= PUR4 =

pUR4 is a recombinant peptide that is known to inhibit the polymerization of fibronectin in a number of cell types including fibroblasts and endothelial cells. Fibronectin is an essential component of the extracellular matrix that acts as a mediator between the extracellular matrix and the cells that reside within the matrix. This cell-matrix communication occurs by binding interactions between fibronectin and matrix assembly sites on the cell surface. pUR4 interferes with these binding interaction by binding to fibronectin itself.
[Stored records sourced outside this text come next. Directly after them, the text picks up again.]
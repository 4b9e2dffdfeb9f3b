//! Configuration management for flightlog.
//!
//! This module provides configuration loading and validation using figment,
//! supporting TOML config files, environment variables, and defaults.

use std::path::PathBuf;

use figment::{
    providers::{Env, Format, Serialized, Toml},
    Figment,
};
use serde::{Deserialize, Serialize};

use crate::error::{Error, Result};

/// Default configuration file name.
const CONFIG_FILE_NAME: &str = "config.toml";

/// Default configuration directory name.
const CONFIG_DIR_NAME: &str = "flightlog";

/// Default data file name, relative to the working directory.
const DATA_FILE_NAME: &str = "flights.json";

/// Prefix for environment variable overrides.
const ENV_PREFIX: &str = "FLIGHTLOG_";

/// Application configuration.
///
/// Configuration is loaded from (in order of precedence, highest first):
/// 1. Environment variables (prefixed with `FLIGHTLOG_`, sections split on `__`)
/// 2. TOML config file at `~/.config/flightlog/config.toml`
/// 3. Default values
#[derive(Debug, Clone, Default, PartialEq, Serialize, Deserialize)]
#[serde(default)]
pub struct Config {
    /// Storage configuration.
    pub storage: StorageConfig,
    /// Menu configuration.
    pub menu: MenuConfig,
}

/// Storage-related configuration.
#[derive(Debug, Clone, PartialEq, Serialize, Deserialize)]
#[serde(default)]
pub struct StorageConfig {
    /// Path to the JSON data file.
    /// Relative paths resolve against the working directory.
    pub data_file: PathBuf,
}

/// Menu-related configuration.
#[derive(Debug, Clone, Default, PartialEq, Serialize, Deserialize)]
#[serde(default)]
pub struct MenuConfig {
    /// Which menu variant to run.
    pub mode: MenuMode,
}

/// Menu variant.
#[derive(Debug, Clone, Copy, PartialEq, Eq, Default, Serialize, Deserialize)]
#[serde(rename_all = "snake_case")]
pub enum MenuMode {
    /// Four actions, records are stored as typed.
    Basic,
    /// Five actions, records are trimmed and validated before they are stored.
    #[default]
    Validating,
}

impl std::fmt::Display for MenuMode {
    fn fmt(&self, f: &mut std::fmt::Formatter<'_>) -> std::fmt::Result {
        match self {
            Self::Basic => write!(f, "basic"),
            Self::Validating => write!(f, "validating"),
        }
    }
}

impl Default for StorageConfig {
    fn default() -> Self {
        Self {
            data_file: PathBuf::from(DATA_FILE_NAME),
        }
    }
}

impl Config {
    /// Load configuration with an optional custom config path.
    ///
    /// A missing config file is not an error; defaults are used instead.
    ///
    /// # Errors
    ///
    /// Returns an error if configuration loading or parsing fails.
    pub fn load_from(config_path: Option<PathBuf>) -> Result<Self> {
        let config_file = config_path.unwrap_or_else(Self::default_config_path);

        let figment = Figment::new()
            .merge(Serialized::defaults(Config::default()))
            .merge(Toml::file(&config_file))
            .merge(Env::prefixed(ENV_PREFIX).split("__"));

        let config: Config = figment.extract()?;
        config.validate()?;
        Ok(config)
    }

    /// Get the default configuration file path.
    #[must_use]
    pub fn default_config_path() -> PathBuf {
        dirs::config_dir()
            .unwrap_or_else(|| PathBuf::from(".config"))
            .join(CONFIG_DIR_NAME)
            .join(CONFIG_FILE_NAME)
    }

    /// Validate the configuration.
    ///
    /// # Errors
    ///
    /// Returns an error if any configuration values are invalid.
    pub fn validate(&self) -> Result<()> {
        if self.storage.data_file.as_os_str().is_empty() {
            return Err(Error::config_validation("data_file must not be empty"));
        }

        Ok(())
    }

    /// Apply command-line overrides on top of the loaded configuration.
    ///
    /// # Errors
    ///
    /// Returns an error if the result is invalid.
    pub fn with_overrides(
        mut self,
        data_file: Option<PathBuf>,
        mode: Option<MenuMode>,
    ) -> Result<Self> {
        if let Some(data_file) = data_file {
            self.storage.data_file = data_file;
        }
        if let Some(mode) = mode {
            self.menu.mode = mode;
        }
        self.validate()?;
        Ok(self)
    }

    /// Get the data file path.
    #[must_use]
    pub fn data_file(&self) -> &std::path::Path {
        &self.storage.data_file
    }
}
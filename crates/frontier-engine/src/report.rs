//! Run reporting: a tick callback that logs finished routes and a
//! periodic territory census, and an ownership observer that counts
//! committed transfers.

use std::sync::Arc;
use std::sync::atomic::{AtomicU64, Ordering};

use frontier_core::{SimulationState, TickCallback, TickSummary};
use frontier_types::{OwnershipChange, PathStatus};
use frontier_world::OwnershipObserver;
use tracing::{debug, info};

/// Counts ownership changes as the ledger commits them.
#[derive(Debug, Clone, Default)]
pub struct TransferCounter {
    transfers: Arc<AtomicU64>,
    changed_hands: Arc<AtomicU64>,
}

impl TransferCounter {
    /// Committed transfers, including same-owner ones.
    pub fn transfers(&self) -> u64 {
        self.transfers.load(Ordering::Relaxed)
    }

    /// Transfers where the owner actually changed.
    pub fn changed_hands(&self) -> u64 {
        self.changed_hands.load(Ordering::Relaxed)
    }
}

impl OwnershipObserver for TransferCounter {
    fn on_ownership_changed(&mut self, change: &OwnershipChange) {
        self.transfers.fetch_add(1, Ordering::Relaxed);
        if change.is_change() {
            self.changed_hands.fetch_add(1, Ordering::Relaxed);
        }
    }
}

/// Logs each finished path request and, every `census_every` ticks, the
/// tile count of every player.
#[derive(Debug)]
pub struct ReportCallback {
    census_every: u64,
    found: u64,
    unreachable: u64,
    longest_route: usize,
}

impl ReportCallback {
    /// Create a reporter. A `census_every` of 0 disables the census.
    pub const fn new(census_every: u64) -> Self {
        Self {
            census_every,
            found: 0,
            unreachable: 0,
            longest_route: 0,
        }
    }

    /// Routes found so far.
    pub const fn found(&self) -> u64 {
        self.found
    }

    /// Requests that ended unreachable so far.
    pub const fn unreachable(&self) -> u64 {
        self.unreachable
    }

    /// Log the totals and the final territory census.
    pub fn log_totals(&self, state: &SimulationState) {
        info!(
            found = self.found,
            unreachable = self.unreachable,
            longest_route = self.longest_route,
            "Route totals"
        );
        log_census(state);
    }
}

impl TickCallback for ReportCallback {
    fn on_tick(&mut self, summary: &TickSummary, state: &SimulationState) {
        for completion in &summary.completions {
            match (&completion.status, &completion.path) {
                (PathStatus::Succeeded, Some(path)) => {
                    self.found = self.found.saturating_add(1);
                    self.longest_route = self.longest_route.max(path.len());
                    info!(
                        tick = summary.tick,
                        id = %completion.id,
                        length = path.len(),
                        expanded = completion.expanded,
                        "Route found"
                    );
                }
                _ => {
                    self.unreachable = self.unreachable.saturating_add(1);
                    info!(
                        tick = summary.tick,
                        id = %completion.id,
                        expanded = completion.expanded,
                        "Route unreachable"
                    );
                }
            }
        }

        if self.census_every > 0
            && summary.tick.checked_rem(self.census_every) == Some(0)
        {
            log_census(state);
        } else {
            debug!(tick = summary.tick, live = summary.live_requests, "Tick reported");
        }
    }
}

fn log_census(state: &SimulationState) {
    let ledger = state.ledger();
    for player in ledger.players() {
        info!(
            tick = state.clock().tick(),
            player = %player.id,
            name = %player.name,
            tiles = ledger.tile_count(player.owner()),
            "Territory census"
        );
    }
}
Fibronectin is known to regulate the deposition of other extracellular matrix proteins as well as influence the formation of vascular networks. For this reason, pUR4 is utilized in a number of research studies to determine the precise impact fibronectin has on these processes. The formation of vascular networks is a particularly interesting topic as it is of special interest to those who study tumor and cancer growth. Tumors are limited in size by the rate of diffusion of nutrients and waste. The ability to form vascular networks allows a tumor to grow beyond this limit and leads to the possibility of metastasis. By searching for a way to inhibit tumor vascular network formation, tumor size can be restricted and the possibility of metastasis reduced.

pUR4 is derived from the F1 adhesin of Streptococcus pyogenes, which binds to the N-terminal 70-kDa region of fibronectin with high affinity It does not bind to any other extracellular matrix proteins nor does it inhibit cell spreading or adhesion to the extracellular matrix. pUR4 also does not inhibit mRNA synthesis of any of the extracellular matrix proteins.

Current research shows that pUR4 inhibits the deposition of fibronectin. By preventing polymerization of fibronectin, the deposition of collagen type I, another extracellular matrix protein, is also reduced. This ultimately leads to a decrease in the accumulation of extracellular matrix, decreases cell proliferation, and blocks vascular remodeling.